Kacal is the second House Republican to cancel a bid for a new term in 2024 as prime targets on the reckoning that Paxton is staging in the GOP primary election as payback for votes that were cast for his impeachment during the spring. Kacal, who's based in College Station, was one of 60 Republicans to vote for Paxton's impeachment on the final weekend of the regular legislative session in May.
State Rep. Andrew Murr of Junction announced a week ago that he would not be on the ballot again in House District 53 after a stint as the chief investigator and prosecutor in the attempt to force Paxton out of the office that he'd won three times at the polls. But Murr and Kacal had multiple targets on their backs after voting to impeach and to kill a school vouchers bill that has been Governor Greg Abbott prized proposal in 2023.
Abbott has threatened to exact revenge on school choice in the Republican primary election. All but one of the House Republicans who opposed education savings accounts in a vote on the floor on November 17 backed the AG's impeachment in the spring. Republican Dennis Bonnen, who served one term as speaker in 2019 and 2020, has been making calls in an effort to recruit challengers for some if not all of 21 GOP representatives who voted for an amendment that removed ESAs from a larger school funding plan.
Kacal had been 25th on the Capitol Inside list of Texas Races to Watch with incumbents from the GOP in the first-round vote next year. Murr was second only to Speaker Dade Phelan on the watch list for House Republicans as a consequence of his heavy involvement in the failed impeachment effort. Kacal hadn't announced the turnabout publicly by early afternoon today. But Kacal reportedly began telling colleagues that he won't be back for the next regular session in 2025 in House District 12 - which contains all of five rural counties in southeast Central Texas along with 30 percent of Kacal's home base of Brazos County.

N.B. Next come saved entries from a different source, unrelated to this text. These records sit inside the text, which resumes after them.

//! Configuration command handler.
//!
//! Prints the resolved configuration as JSON, each value paired with where it
//! came from:
//!
//! ```json
//! {
//!   "big_blind": {
//!     "value": 10,
//!     "source": "default"
//!   },
//!   ...
//! }
//! ```

use crate::config::{self, ConfigResolved};
use crate::error::CliError;
use crate::ui;
use std::io::Write;

pub fn handle_cfg_command(out: &mut dyn Write, err: &mut dyn Write) -> Result<(), CliError> {
    let resolved = match config::load_with_sources() {
        Ok(r) => r,
        Err(e) => {
            ui::write_error(err, &format!("Invalid configuration: {}", e))?;
            return Err(e.into());
        }
    };
    write_resolved(&resolved, out)
}

fn write_resolved(resolved: &ConfigResolved, out: &mut dyn Write) -> Result<(), CliError> {
    let ConfigResolved { config, sources } = resolved;
    let display = serde_json::json!({
        "starting_stack": {
            "value": config.starting_stack,
            "source": sources.starting_stack,
        },
        "big_blind": {
            "value": config.big_blind,
            "source": sources.big_blind,
        },
        "limit": {
            "value": config.limit,
            "source": sources.limit,
        },
        "max_hands": {
            "value": config.max_hands,
            "source": sources.max_hands,
        },
        "opponent": {
            "value": config.opponent,
            "source": sources.opponent,
        },
        "seed": {
            "value": config.seed,
            "source": sources.seed,
        }
    });
    let json_str = serde_json::to_string_pretty(&display).map_err(std::io::Error::other)?;
    writeln!(out, "{}", json_str)?;
    Ok(())
}
//! `deal`: deals one hand and shows how it would end at showdown.

use crate::error::CliError;
use crate::ui::format_cards;
use hupoker_engine::deck::Deck;
use hupoker_engine::hand::{Hand, Winner, compare_two_hands, preflop_notation};
use hupoker_engine::player::Position;
use std::io::Write;

/// Deals nine cards the way a hand is dealt (big blind hole cards first,
/// then the small blind's, then the board) and prints both hole cards,
/// the board and each seat's best combination.
pub fn handle_deal_command(seed: Option<u64>, out: &mut dyn Write) -> Result<(), CliError> {
    let seed = seed.unwrap_or_else(rand::random);
    let cards = Deck::new_with_seed(seed).deal_hand()?;
    let board = &cards[4..];

    let mut button = Hand::new([cards[2], cards[3]]);
    let mut big_blind = Hand::new([cards[0], cards[1]]);
    for hand in [&mut button, &mut big_blind] {
        hand.add_public_cards(board);
        hand.update_best_combination()?;
    }

    writeln!(out, "Seed: {}", seed)?;
    for (pos, hand) in [(Position::Button, &button), (Position::BigBlind, &big_blind)] {
        let hole = hand.private_cards();
        writeln!(
            out,
            "{}: {} ({})",
            pos,
            format_cards(&hole),
            preflop_notation(hole)
        )?;
    }
    writeln!(out, "Board: {}", format_cards(board))?;
    for (pos, hand) in [(Position::Button, &button), (Position::BigBlind, &big_blind)] {
        let combo = hand.best_combination().map(|c| format_cards(c)).unwrap_or_default();
        let rank = hand.human_readable_rank().unwrap_or("unknown");
        writeln!(out, "{} best: {} ({})", pos, combo, rank)?;
    }
    let winner = match compare_two_hands(&button, &big_blind)? {
        Winner::Hand1 => Position::Button.to_string(),
        Winner::Hand2 => Position::BigBlind.to_string(),
        Winner::Draw => "split".to_string(),
    };
    writeln!(out, "Winner: {}", winner)?;
    Ok(())
}

#[cfg(test)]
mod tests {
    use super::*;

    #[test]
    fn test_deal_command_deterministic() {
        let mut out1 = Vec::new();
        let mut out2 = Vec::new();
        handle_deal_command(Some(12345), &mut out1).unwrap();
        handle_deal_command(Some(12345), &mut out2).unwrap();
        assert_eq!(out1, out2);
    }

    #[test]
    fn test_deal_command_output_format() {
        let mut out = Vec::new();
        handle_deal_command(Some(999), &mut out).unwrap();
        let output = String::from_utf8(out).unwrap();
        let lines: Vec<&str> = output.lines().collect();
        assert_eq!(lines.len(), 7);
        assert_eq!(lines[0], "Seed: 999");
        assert!(lines[1].starts_with("SB: "));
        assert!(lines[2].starts_with("BB: "));
        assert!(lines[3].starts_with("Board: "));
        assert_eq!(lines[3].split_whitespace().count(), 6);
        assert!(lines[4].starts_with("SB best: "));
        assert!(lines[5].starts_with("BB best: "));
        assert!(lines[6].starts_with("Winner: "));
    }

    #[test]
    fn test_deal_command_without_seed() {
        let mut out = Vec::new();
        handle_deal_command(None, &mut out).unwrap();
        assert!(String::from_utf8(out).unwrap().contains("Board: "));
    }
}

Thirty-eight Republicans in the House had attracted primary opposition in terms of challengers who'd filed and others who've said they're running. Huntsville Republican Trey Wharton has filed to run in HD 12. But Wharton doesn't fit the profile of Paxton candidate on paper as school board member and director on the local hospital board. Bonnen supposedly has a contender lined up for the HD 12 race as well.
Kacal launched the re-election race on September 6 in a statement that showed no signs on potential wavering or insincerity. But Kacal and other House Republicans had been led to believe that Paxton's impeachment would be a foregone conclusion before his acquittal in a Texas Senate trial on September 16.
“We’ve made great strides in addressing many of the critical needs of our state, especially in rural Texas, to ensure that we continue to be the envy of the nation,” Kacal said in a press release that he posted on X. “But there’s more work to be done. Now, more than ever, it’s important for the rural areas of our state to maintain a strong voice in the Texas House that speaks to our values and way of life. It is my great honor to be that voice for District 12, and I look forward to continuing my service to our communities.”
Kacal faced competition in the primary election in 2022 when he and Ben Bius advanced to overtime with 47 percent and 42 percent of the opening vote. Kacal sailed to victory in the runoff with 57 percent of the vote. Kacal run without primary opposition in 2020 and 2018 after staving off two challengers in 2016 with 70 percent. Kacal was elected initially in 2012.